Esports Organizations Draw Up New Ways To Support Their Content Creators and Competitors


Serge Sinyutin

    As we know, the Esports scene is extremely competitive and fierce. A roster spot is never guaranteed and early retirement is never out of the picture. As more players look forward to transitioning from professional competition to streaming and content creation, Esport organizations are protecting their investments and talent by providing team members with resources and support necessary to make the shift. 

The Brutal Nature of Competitive Esports

However, not every Esports organization has adopted the model of supporting retired competitors or talent that is stepping away from the competitive scene. Many teams still seem to treat their competitive players as disposable resources, no longer of use if unable to win championships. It is not uncommon to see decisions to release entire rosters, as it happened this past summer in the Call of Duty League’s championships, with Seattle Surge dropping every single player after not getting good results. Even most recently, 100Thieves released many members of their Valorant roster after just a few competitive games after poor results. And this is not to bash 100T, as they are trying to build a winning culture and in fact, 100T has a great atmosphere for their content creators and members of the org. Like FaZe Clan, 100 Thieves uses influencers as the faces of the organization, but it has invested considerable time and funding into its competitive teams. They are moving in the right direction, as Esports competitions become more and more cut-throat and the prize pools do not justify the costs. Today, Esport organizations are codifying the player-to-content-creator life cycle in their contracts and business plans, but this does not mean that every player is able to retire into a successful podcast. Transitioning to streaming and youtubing has been a great way for pro players facing burnouts and endless stress to move on to the next chapter of their life. Here is where the transitions begin for most Esports organizations, as they move towards more of an entertainment media companies with exclusive talents. 

Esports Organization Transitions to Entertainment

Just because an organization starts out focusing on competition doesn’t mean it’s locked into that strategy. “Competitive is still very important to us,” said Misfits Gaming CRO Lagen Nash. “But as you can see, in the latest executions and PR releases and things out in the market, we’re definitely leaning into content creators and influencers.” After successfully building brand awareness through its competitive efforts, Misfits now primarily features its creators in brand partnerships. And as more esports organizations move from being competitive teams to fully realized entertainment companies, they are increasingly taking advantage of the power of individual creators to connect brands to their audience. However, many of these teams have built their audiences through their efforts in competitive gaming. Though influencers are growing in prominence, their legitimacy is tied to their teams’ competitive success. Thus, both are an important part of the whole.

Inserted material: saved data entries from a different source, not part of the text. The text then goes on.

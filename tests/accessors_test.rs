//! Typed accessor coercion and default fallback

mod common;

use common::{yaml, StubRepository};
use remote_config::value::ValueKind;
use remote_config::{AccessError, Client};
use serde::Deserialize;
use std::time::Duration;
use tokio_util::sync::CancellationToken;

const DOCUMENT: &str = r#"
name: billing
port: 8080
ratio: 0.75
whole_float: 3.0
enabled: true
hosts: [alpha, beta]
mixed: [a, b, 3]
empty_list: []
database:
  host: db.internal
  port: 5432
  replicas: [r1, r2]
"#;

async fn client() -> Client {
    Client::builder(StubRepository::new(yaml(DOCUMENT)))
        .parent(CancellationToken::new())
        .refresh_interval(Duration::from_secs(3600))
        .register_default(false)
        .build()
        .await
        .unwrap()
}

fn not_found(key: &str) -> Option<AccessError> {
    Some(AccessError::NotFound { key: key.to_string() })
}

fn mismatch(key: &str, expected: ValueKind, found: ValueKind) -> Option<AccessError> {
    Some(AccessError::TypeMismatch {
        key: key.to_string(),
        expected,
        found,
    })
}

#[derive(Debug, Clone, PartialEq, Deserialize)]
struct Database {
    host: String,
    port: u16,
    replicas: Vec<String>,
}

#[tokio::test]
async fn test_matching_types_are_returned() {
    let client = client().await;

    let name = client.get_config_string("name", "x");
    assert_eq!((name.value.as_str(), name.error), ("billing", None));

    assert_eq!(client.get_config_int("port", 0).into_result(), Ok(8080));
    assert_eq!(client.get_config_float("ratio", 0.0).into_result(), Ok(0.75));
    assert_eq!(client.get_config_bool("enabled", false).into_result(), Ok(true));
    assert_eq!(
        client
            .get_config_array_of_strings("hosts", vec![])
            .into_result(),
        Ok(vec!["alpha".to_string(), "beta".to_string()])
    );
    assert_eq!(
        client
            .get_config_array_of_strings("empty_list", vec!["d".into()])
            .into_result(),
        Ok(vec![])
    );
}

#[tokio::test]
async fn test_absent_keys_return_default_and_not_found() {
    let client = client().await;

    let s = client.get_config_string("missing", "dflt");
    assert_eq!(s.value, "dflt");
    assert_eq!(s.error, not_found("missing"));

    let i = client.get_config_int("missing", 42);
    assert_eq!(i.value, 42);
    assert_eq!(i.error, not_found("missing"));

    let f = client.get_config_float("missing", 1.5);
    assert_eq!(f.value, 1.5);
    assert_eq!(f.error, not_found("missing"));

    let b = client.get_config_bool("missing", true);
    assert!(b.value);
    assert_eq!(b.error, not_found("missing"));

    let list = client.get_config_array_of_strings("missing", vec!["x".into()]);
    assert_eq!(list.value, vec!["x".to_string()]);
    assert_eq!(list.error, not_found("missing"));

    let default_db = Database {
        host: "localhost".into(),
        port: 5432,
        replicas: vec![],
    };
    let db = client.get_config("missing", default_db.clone());
    assert_eq!(db.value, default_db);
    assert_eq!(db.error, not_found("missing"));
}

#[tokio::test]
async fn test_type_mismatch_returns_default_not_zero_value() {
    let client = client().await;

    let i = client.get_config_int("name", 9);
    assert_eq!(i.value, 9);
    assert_eq!(i.error, mismatch("name", ValueKind::Integer, ValueKind::String));

    let s = client.get_config_string("port", "dflt");
    assert_eq!(s.value, "dflt");
    assert_eq!(s.error, mismatch("port", ValueKind::String, ValueKind::Integer));

    let b = client.get_config_bool("name", false);
    assert!(!b.value);
    assert_eq!(b.error, mismatch("name", ValueKind::Bool, ValueKind::String));

    let list = client.get_config_array_of_strings("name", vec!["d".into()]);
    assert_eq!(list.value, vec!["d".to_string()]);
    assert_eq!(
        list.error,
        mismatch("name", ValueKind::StringSequence, ValueKind::String)
    );
}

#[tokio::test]
async fn test_numeric_kinds_are_not_interchangeable() {
    let client = client().await;

    // An integral float is still a float
    let i = client.get_config_int("whole_float", -1);
    assert_eq!(i.value, -1);
    assert_eq!(i.error, mismatch("whole_float", ValueKind::Integer, ValueKind::Float));

    // An integer is not a float, even though it converts losslessly
    let f = client.get_config_float("port", -1.0);
    assert_eq!(f.value, -1.0);
    assert_eq!(f.error, mismatch("port", ValueKind::Float, ValueKind::Integer));
}

#[tokio::test]
async fn test_array_of_strings_is_all_or_nothing() {
    let client = client().await;

    let default = vec!["fallback".to_string()];
    let lookup = client.get_config_array_of_strings("mixed", default.clone());
    assert_eq!(lookup.value, default);
    assert_eq!(
        lookup.error,
        mismatch("mixed", ValueKind::StringSequence, ValueKind::Sequence)
    );
}

#[tokio::test]
async fn test_structured_decode() {
    let client = client().await;

    let db = client
        .get_config(
            "database",
            Database {
                host: String::new(),
                port: 0,
                replicas: vec![],
            },
        )
        .into_result()
        .unwrap();
    assert_eq!(db.host, "db.internal");
    assert_eq!(db.port, 5432);
    assert_eq!(db.replicas, vec!["r1", "r2"]);

    let hosts: Vec<String> = client.get_config("hosts", vec![]).into_value();
    assert_eq!(hosts, vec!["alpha", "beta"]);
}

#[tokio::test]
async fn test_structured_decode_failure_returns_default() {
    let client = client().await;

    let default_db = Database {
        host: "localhost".into(),
        port: 1,
        replicas: vec!["local".into()],
    };
    let lookup = client.get_config("name", default_db.clone());

    assert!(lookup.is_default());
    assert_eq!(lookup.value, default_db);
    assert!(matches!(
        lookup.error,
        Some(AccessError::Decode { ref key, .. }) if key == "name"
    ));
}

#[tokio::test]
async fn test_raw_value_and_lookup_helpers() {
    let client = client().await;

    assert_eq!(client.get_value("port").unwrap().as_i64(), Some(8080));
    assert_eq!(
        client.get_value("nope"),
        Err(AccessError::NotFound { key: "nope".into() })
    );

    let (value, error) = client.get_config_int("nope", 5).into_parts();
    assert_eq!(value, 5);
    assert!(error.is_some());
    assert_eq!(
        error.unwrap().to_string(),
        "config not found: nope"
    );

    let lookup = client.get_config_int("port", 0);
    assert!(!lookup.is_default());
    assert_eq!(*lookup.value(), 8080);
    assert!(lookup.error().is_none());
}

The esports companies of tomorrow will look something like the entertainment businesses of today.  In the past few months alone, there have been partnerships between esports teams and global lifestyle brands, solidifying gaming stars and big talent agencies to deals that wouldn’t look out of place in the NFL, which proves that gaming is the furthest it’s ever been in the mainstream culture. “The biggest current question esports teams need to answer is ‘how do we make significant revenue?’. Franchise teams get a small share of league earnings in addition to prize money. Sponsorship presently provides the majority of a team’s income, but not to a level that makes a sustainable business. Teams need to diversify their revenue streams and are coming up with new and creative ways to do so. 

 The Value of joining or being associated with an organization. 

Have you always wanted to join an org and be a part of something bigger? Well, there are many benefits to both parties. In a tangible sense, influencers get brand merchandise and gear from sponsors. In a more intrinsic sense, organizations can help channels grow by including them in group content. Ultimately, in order for creators to build a sustainable career, they need to build a brand that transcends any one game. By helping influencers get comfortable in front of a camera, and learn how to brand themselves, they can add a pretty substantial amount of value. Create value for them first, and it will be repaid in full. Even if it is unrealistic for you to join a big org like Optic clan from the start, keep grinding your content, join a smaller group of like minded people to network and eventually move your way up the “Org Ladder”.